Suing Cities To Force Fracking: A Tough Turd To Shine

  • by: Colorado Pols

FRIDAY UPDATE: The Colorado Independent's John Tomasic reports on a letter sent from Rep. Jared Polis to Tisha Schuller, president of the the Colorado Oil and Gas Association:

“Ms. Schuller,” the letter begins. “Please stop suing the communities I represent.”

“Elections matter. In a democracy both sides get to make their case and the people have their say. In the lead up to the recent election, COGA made its case by spending approximately $900,000 in an attempt to defeat the four ballot measures to ban or extend drilling moratoria on the hydraulic fracturing process (“fracking”). Still, the majority of Fort Collins, Boulder, Lafayette and Broomfield chose to pass measures to extend drilling maratoria or fracking bans…

“I ask you to immediately withdraw your lawsuits against Fort Collins and Lafayette. Colorado home rule communities have held these rights for decades: the right to determine how their own city or town will look and feel; the right to decide between an expanding extractive industry and the value of their homes; and the right to balance increased development with the health and quality of life of community residents. Local governments have authority to regulate oil and gas land use activities because oil and gas operations are matters of local concern that directly involve the use of land and are an important issue for residents and neighborhoods.”


Fracking fluid.
Fracking fluid.

As the Fort Collins Coloradoan reports:

The city of Fort Collins will be spending the next several months juggling two monumental tasks — studying the drilling process known as hydraulic fracturing and defending its fracking moratorium against a new lawsuit.

On Tuesday, the Colorado Oil and Gas Assocation, an industry advocacy group, filed suit against Fort Collins and Lafayette.

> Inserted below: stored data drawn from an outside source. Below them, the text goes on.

//! CLI module for the deployment agent.
//!
//! Provides command-line interface parsing and command dispatch.

pub mod args;
pub mod commands;

pub use args::{Cli, Commands};
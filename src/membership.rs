//! Piecewise-linear Low/Medium/High membership functions.
//!
//! Every metric shares one partition shape; only the breakpoints differ.
//! Inputs are clamped into the metric's domain before evaluation so that no
//! curve is ever extrapolated past 0 or 1.

use serde::{Deserialize, Serialize};

use crate::error::EngineError;
use crate::models::{Membership, Metric};

/// Breakpoints of one metric's partition.
///
/// - `low` is 1 up to `low_full`, falls to 0 at `low_zero`.
/// - `medium` rises from 0 at `low_full` to 1 at `medium_peak`, falls to 0 at
///   `medium_zero`.
/// - `high` is 0 up to `high_zero`, rises to 1 at `high_full`.
#[derive(Debug, Clone, Copy, PartialEq, Serialize, Deserialize)]
pub struct Partition {
    pub low_full: f64,
    pub low_zero: f64,
    pub medium_peak: f64,
    pub medium_zero: f64,
    pub high_zero: f64,
    pub high_full: f64,
}

impl Partition {
    pub const fn new(
        low_full: f64,
        low_zero: f64,
        medium_peak: f64,
        medium_zero: f64,
        high_zero: f64,
        high_full: f64,
    ) -> Self {
        Self {
            low_full,
            low_zero,
            medium_peak,
            medium_zero,
            high_zero,
            high_full,
        }
    }

    pub fn low(&self, x: f64) -> f64 {
        if x <= self.low_full {
            1.0
        } else if x <= self.low_zero {
            (self.low_zero - x) / (self.low_zero - self.low_full)
        } else {
            0.0
        }
    }

    pub fn medium(&self, x: f64) -> f64 {
        if x >= self.low_full && x <= self.medium_peak {
            (x - self.low_full) / (self.medium_peak - self.low_full)
        } else if x > self.medium_peak && x <= self.medium_zero {
            (self.medium_zero - x) / (self.medium_zero - self.medium_peak)
        } else {
            0.0
        }
    }

    pub fn high(&self, x: f64) -> f64 {
        if x >= self.high_full {
            1.0
        } else if x >= self.high_zero {
            (x - self.high_zero) / (self.high_full - self.high_zero)
        } else {
            0.0
        }
    }

    /// Evaluates all three sets without clamping.
    pub fn evaluate(&self, x: f64) -> Membership {
        Membership {
            low: self.low(x),
            medium: self.medium(x),
            high: self.high(x),
        }
    }

    /// Checks the ordering that keeps every degree inside [0, 1] and
    /// `low + high <= 1`.
    pub fn validate(&self, metric: Metric) -> Result<(), EngineError> {
        let (min, max) = metric.domain();
        let invalid = |reason: String| EngineError::InvalidPartition { metric, reason };

        let values = [
            self.low_full,
            self.low_zero,
            self.medium_peak,
            self.medium_zero,
            self.high_zero,
            self.high_full,
        ];
        if values.iter().any(|value| !value.is_finite()) {
            return Err(invalid("breakpoints must be finite".to_string()));
        }
        if values.iter().any(|value| *value < min || *value > max) {
            return Err(invalid(format!(
                "breakpoints must lie within the domain [{min}, {max}]"
            )));
        }
        if self.low_full >= self.low_zero {
            return Err(invalid("low_full must be below low_zero".to_string()));
        }
        if self.low_full >= self.medium_peak || self.medium_peak >= self.medium_zero {
            return Err(invalid(
                "medium needs low_full < medium_peak < medium_zero".to_string(),
            ));
        }
        if self.high_zero >= self.high_full {
            return Err(invalid("high_zero must be below high_full".to_string()));
        }
        if self.low_zero > self.high_zero {
            return Err(invalid(
                "low must reach zero before high starts rising".to_string(),
            ));
        }
        Ok(())
    }
}

/// Clamps a raw value into the metric's domain.
pub fn clamp_to_domain(metric: Metric, value: f64) -> f64 {
    let (min, max) = metric.domain();
    value.clamp(min, max)
}

/// One partition per metric. Missing entries in configuration fall back to
/// the built-in breakpoints.
#[derive(Debug, Clone, Copy, PartialEq, Serialize, Deserialize)]
#[serde(default)]
pub struct PartitionSet {
    pub gpa: Partition,
    pub cca: Partition,
    pub attendance: Partition,
    pub midterm: Partition,
    pub final_exam: Partition,
}

impl Default for PartitionSet {
    fn default() -> Self {
        Self {
            gpa: Partition::new(1.8, 2.2, 2.5, 3.2, 2.8, 3.2),
            cca: Partition::new(50.0, 55.0, 65.0, 75.0, 70.0, 80.0),
            attendance: Partition::new(0.60, 0.65, 0.75, 0.85, 0.80, 0.90),
            midterm: Partition::new(55.0, 60.0, 65.0, 75.0, 70.0, 80.0),
            final_exam: Partition::new(52.0, 54.0, 70.0, 82.0, 78.0, 82.0),
        }
    }
}

impl PartitionSet {
    pub fn get(&self, metric: Metric) -> &Partition {
        match metric {
            Metric::Gpa => &self.gpa,
            Metric::Cca => &self.cca,
            Metric::Attendance => &self.attendance,
            Metric::Midterm => &self.midterm,
            Metric::FinalExam => &self.final_exam,
        }
    }

    pub fn validate(&self) -> Result<(), EngineError> {
        for metric in Metric::ALL {
            self.get(metric).validate(metric)?;
        }
        Ok(())
    }

    /// Membership of a raw value, clamped into the metric's domain first.
    pub fn membership(&self, metric: Metric, value: f64) -> Membership {
        self.get(metric).evaluate(clamp_to_domain(metric, value))
    }
}

/// A sampled point of the three membership curves.
#[derive(Debug, Clone, Copy, PartialEq, Serialize)]
pub struct CurvePoint {
    pub x: f64,
    pub low: f64,
    pub medium: f64,
    pub high: f64,
}

/// Samples the curves on an evenly spaced grid across the metric's domain.
/// At least two points (the domain endpoints) are always returned.
pub fn sample_curve(partitions: &PartitionSet, metric: Metric, points: usize) -> Vec<CurvePoint> {
    let (min, max) = metric.domain();
    let points = points.max(2);
    let last = (points - 1) as f64;

    (0..points)
        .map(|i| {
            let x = min + (max - min) * (i as f64) / last;
            let membership = partitions.membership(metric, x);
            CurvePoint {
                x,
                low: membership.low,
                medium: membership.medium,
                high: membership.high,
            }
        })
        .collect()
}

The cities are part of a group of four municipalities that recently passed restrictions on fracking, a process that injects water and a mix of chemicals into the earth to extract natural gas. Both COGA and the Colorado Oil and Gas Conservation Commission, the state’s regulatory agency, are currently embroiled in lawsuits against Longmont, which banned fracking in 2012…

Meanwhile, many questions about the lawsuits’ next steps have been unanswered, and are likely to remain so now that COGA has legally challenged the city’s vote. Spokesmen for both the COGCC and COGA have declined to comment officially on the litigation process, as has the city of Fort Collins.

The Boulder Daily Camera's John Aguilar:

Hours before the [Lafayette] council convened Tuesday evening, the Colorado Oil & Gas Association announced that it had filed suit against Lafayette and Fort Collins challenging the legality of ballot measures passed last month that ban or limit new drilling activity.

The association, which represents oil and gas operators in Colorado, stated in a news release that the bans are "illegal since state regulations specify and the state Supreme Court has ruled that oil and gas development, which must employ hydraulic fracturing or fracking, supersedes local laws and cannot be banned."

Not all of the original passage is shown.